Wanua.id – Aliansi Masyarakat Adat Nusantara (AMAN) menyuarakan keprihatinan terkait minimnya pelibatan masyarakat adat dalam upaya pelestarian keanekaragaman hayati di Indonesia. Deputi Sekretaris Jenderal AMAN, Eustobio Rero Renggi, menegaskan bahwa masyarakat adat belum dimaksimalkan sebagai mitra utama untuk melindungi lingkungan dan ekosistem, meskipun telah lama menjadi penjaga hutan dan biodiversitas.
“Pelibatan penuh masyarakat adat sebagai mitra utama ini memang belum maksimal, dan ini harus menjadi kewajiban pasca COP16,” ujar Eustobio, seperti dikutip dari Tempo. Pernyataan ini merujuk pada hasil Conference of the Parties 16 (COP16) di bawah Convention on Biological Diversity (CBD), yang berlangsung di Cali, Kolombia, dari 21 Oktober hingga 2 November 2024.

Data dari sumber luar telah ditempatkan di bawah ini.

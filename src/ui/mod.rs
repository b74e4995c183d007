// Thu Oct 15 2026 - Alex

pub mod banner;
pub mod cli;
pub mod errors;
pub mod progress;

pub use banner::Banner;
pub use cli::{Args, Command, CommandHandler};
pub use errors::ErrorDisplay;
pub use progress::{PassProgress, ProgressManager};

use crate::orchestration::{DiscoveryReport, DrainReport, RunReport};
use colored::Colorize;

pub struct UIManager {
    quiet: bool,
}

impl UIManager {
    pub fn new() -> Self {
        Self { quiet: false }
    }

    pub fn with_quiet(mut self, quiet: bool) -> Self {
        self.quiet = quiet;
        self
    }

    pub fn is_quiet(&self) -> bool {
        self.quiet
    }

    pub fn print_banner(&self) {
        if !self.quiet {
            Banner::print();
        }
    }

    pub fn info(&self, message: &str) {
        if !self.quiet {
            print_info(message);
        }
    }

    pub fn success(&self, message: &str) {
        if !self.quiet {
            print_success(message);
        }
    }

    pub fn warning(&self, message: &str) {
        if !self.quiet {
            print_warning(message);
        }
    }

    pub fn error(&self, message: &str) {
        print_error(message);
    }

    pub fn print_summary(&self, title: &str, items: &[(&str, String)]) {
        if self.quiet {
            return;
        }
        println!();
        println!("{}", title.cyan().bold());
        println!("{}", "-".repeat(40).cyan());
        for (key, value) in items {
            println!("  {}: {}", key.bold(), value);
        }
    }

    pub fn print_discovery(&self, report: &DiscoveryReport) {
        self.print_summary(
            "Discovery",
            &[
                ("Checked", report.checked.to_string()),
                ("Newly queued", report.queued.to_string().green().to_string()),
                ("Already queued", report.already_queued.to_string()),
                ("Up to date", report.already_fresh.to_string()),
                ("Failed", colour_count(report.failed, false)),
            ],
        );
    }

    pub fn print_drain(&self, title: &str, report: &DrainReport) {
        self.print_summary(
            title,
            &[
                ("Completed", report.completed.to_string().green().to_string()),
                ("Left pending", colour_count(report.left_pending, true)),
                ("Dropped", colour_count(report.dropped, false)),
            ],
        );

        if self.quiet {
            return;
        }
        for failure in &report.failures {
            println!(
                "  {} {} ({}): {}",
                "✗".red(),
                failure.record,
                failure.severity,
                failure.reason
            );
        }
    }

    pub fn print_run(&self, report: &RunReport) {
        if let Some(resumed) = &report.resumed {
            self.print_drain("Resumed backlog", resumed);
        }
        if let Some(discovery) = &report.discovery {
            self.print_discovery(discovery);
        }
        self.print_drain("Drain", &report.drain);
    }
}

impl Default for UIManager {
    fn default() -> Self {
        Self::new()
    }
}

fn colour_count(count: usize, warn_only: bool) -> String {
    match (count, warn_only) {
        (0, _) => count.to_string(),
        (_, true) => count.to_string().yellow().to_string(),
        (_, false) => count.to_string().red().to_string(),
    }
}

pub fn print_info(message: &str) {
    println!("{} {}", "[INFO]".cyan(), message);
}

pub fn print_success(message: &str) {
    println!("{} {}", "[OK]".green(), message);
}

pub fn print_warning(message: &str) {
    println!("{} {}", "[WARN]".yellow(), message);
}

pub fn print_error(message: &str) {
    eprintln!("{} {}", "[ERROR]".red(), message);
}
// Wed Oct 14 2026 - Alex

use super::error::{StoreError, StoreResult};
use crate::query::ParseError;
use crate::utils::fs::{ensure_parent_dir, read_optional, write_atomic};
use std::fs::{self, OpenOptions};
use std::io::{ErrorKind, Write};
use std::mem::take;
use std::path::Path;

/// Field separator of every log file.
pub const FIELD_SEPARATOR: char = ';';

#[derive(Debug, Clone, PartialEq, Eq)]
pub struct DelimitedRow {
    /// 1-based line in the source file, header included.
    pub line: usize,
    pub fields: Vec<String>,
}

impl DelimitedRow {
    pub fn as_strs(&self) -> Vec<&str> {
        self.fields.iter().map(|f| f.as_str()).collect()
    }
}

/// Splits text into lines of fields. Quotes protect separators and line
/// breaks; `""` inside quotes is a literal quote. Blank lines are skipped.
pub fn parse_lines(text: &str, sep: char) -> Vec<DelimitedRow> {
    let mut rows = Vec::new();
    let mut field = String::new();
    let mut fields = Vec::new();
    let mut in_quotes = false;
    let mut line = 1;
    let mut row_line = 1;
    let mut chars = text.chars().peekable();

    while let Some(ch) = chars.next() {
        match ch {
            '"' => {
                if in_quotes && matches!(chars.peek(), Some('"')) {
                    chars.next();
                    field.push('"');
                } else {
                    in_quotes = !in_quotes;
                }
            }
            c if c == sep && !in_quotes => fields.push(take(&mut field)),
            '\n' | '\r' if !in_quotes => {
                if ch == '\r' && matches!(chars.peek(), Some('\n')) {
                    chars.next();
                }
                fields.push(take(&mut field));
                if !(fields.len() == 1 && fields[0].is_empty()) {
                    rows.push(DelimitedRow { line: row_line, fields: take(&mut fields) });
                } else {
                    fields.clear();
                }
                line += 1;
                row_line = line;
            }
            '\n' => {
                line += 1;
                field.push(ch);
            }
            _ => field.push(ch),
        }
    }

    if !field.is_empty() || !fields.is_empty() {
        fields.push(field);
        rows.push(DelimitedRow { line: row_line, fields });
    }

    rows
}

fn needs_quotes(field: &str, sep: char) -> bool {
    field.contains(sep)
        || field.contains('"')
        || field.contains('\n')
        || field.contains('\r')
        || field.trim() != field
}

pub fn format_row<S: AsRef<str>>(fields: &[S], sep: char) -> String {
    let mut out = String::new();
    for (i, field) in fields.iter().enumerate() {
        if i > 0 {
            out.push(sep);
        }
        let field = field.as_ref();
        if needs_quotes(field, sep) {
            out.push('"');
            out.push_str(&field.replace('"', "\"\""));
            out.push('"');
        } else {
            out.push_str(field);
        }
    }
    out.push('\n');
    out
}

/// Reads a log with the given header. A missing file is an empty log; a
/// header or field-count mismatch is corruption.
pub fn read_table(path: &Path, header: &[&str]) -> StoreResult<Vec<DelimitedRow>> {
    let text = match read_optional(path).map_err(|e| StoreError::io(path, e))? {
        Some(text) => text,
        None => return Ok(Vec::new()),
    };

    let mut rows = parse_lines(&text, FIELD_SEPARATOR).into_iter();

    let first = match rows.next() {
        Some(first) => first,
        None => return Ok(Vec::new()),
    };
    let found: Vec<&str> = first.fields.iter().map(|f| f.trim()).collect();
    if found != header {
        return Err(StoreError::corrupt_log(
            path,
            first.line,
            ParseError::Header {
                expected: header.join(";"),
                found: found.join(";"),
            },
        ));
    }

    let mut out = Vec::new();
    for row in rows {
        if row.fields.len() != header.len() {
            return Err(StoreError::corrupt_log(
                path,
                row.line,
                ParseError::FieldCount {
                    expected: header.len(),
                    found: row.fields.len(),
                },
            ));
        }
        out.push(row);
    }

    Ok(out)
}

/// Rewrites the whole log.
pub fn write_table(path: &Path, header: &[&str], rows: &[Vec<String>]) -> StoreResult<()> {
    let mut contents = format_row(header, FIELD_SEPARATOR);
    for row in rows {
        contents.push_str(&format_row(row, FIELD_SEPARATOR));
    }
    write_atomic(path, contents.as_bytes()).map_err(|e| StoreError::io(path, e))
}

/// Appends one row, writing the header first when the file is new or empty.
pub fn append_row(path: &Path, header: &[&str], row: &[String]) -> StoreResult<()> {
    ensure_parent_dir(path).map_err(|e| StoreError::io(path, e))?;

    let is_new = match fs::metadata(path) {
        Ok(meta) => meta.len() == 0,
        Err(e) if e.kind() == ErrorKind::NotFound => true,
        Err(e) => return Err(StoreError::io(path, e)),
    };
    let mut file = OpenOptions::new()
        .create(true)
        .append(true)
        .open(path)
        .map_err(|e| StoreError::io(path, e))?;

    let mut contents = String::new();
    if is_new {
        contents.push_str(&format_row(header, FIELD_SEPARATOR));
    }
    contents.push_str(&format_row(row, FIELD_SEPARATOR));

    file.write_all(contents.as_bytes())
        .and_then(|_| file.flush())
        .map_err(|e| StoreError::io(path, e))
}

AMAN juga mencatat bahwa banyak wilayah adat kini telah dikuasai untuk investasi skala besar yang justru merusak lingkungan. “Eksploitasi berlebihan atas nama pembangunan harus dihentikan, dan pemerintah seharusnya menghormati hak-hak masyarakat adat yang selama ini menjaga ekosistem secara turun-temurun,” tambah Eustobio.
COP16 CBD kembali mengangkat target global untuk perlindungan keanekaragaman hayati. Manager Riset dan Data Forest Watch Indonesia, Ogy Dwi Aulia, menjelaskan bahwa setelah Aichi Biodiversity Targets (2011–2020) sebagian besar tidak tercapai, kini Kunming-Montreal Global Biodiversity Framework (KMGBF) menetapkan 23 target hingga 2030, tujuh di antaranya mengakomodasi hak masyarakat adat.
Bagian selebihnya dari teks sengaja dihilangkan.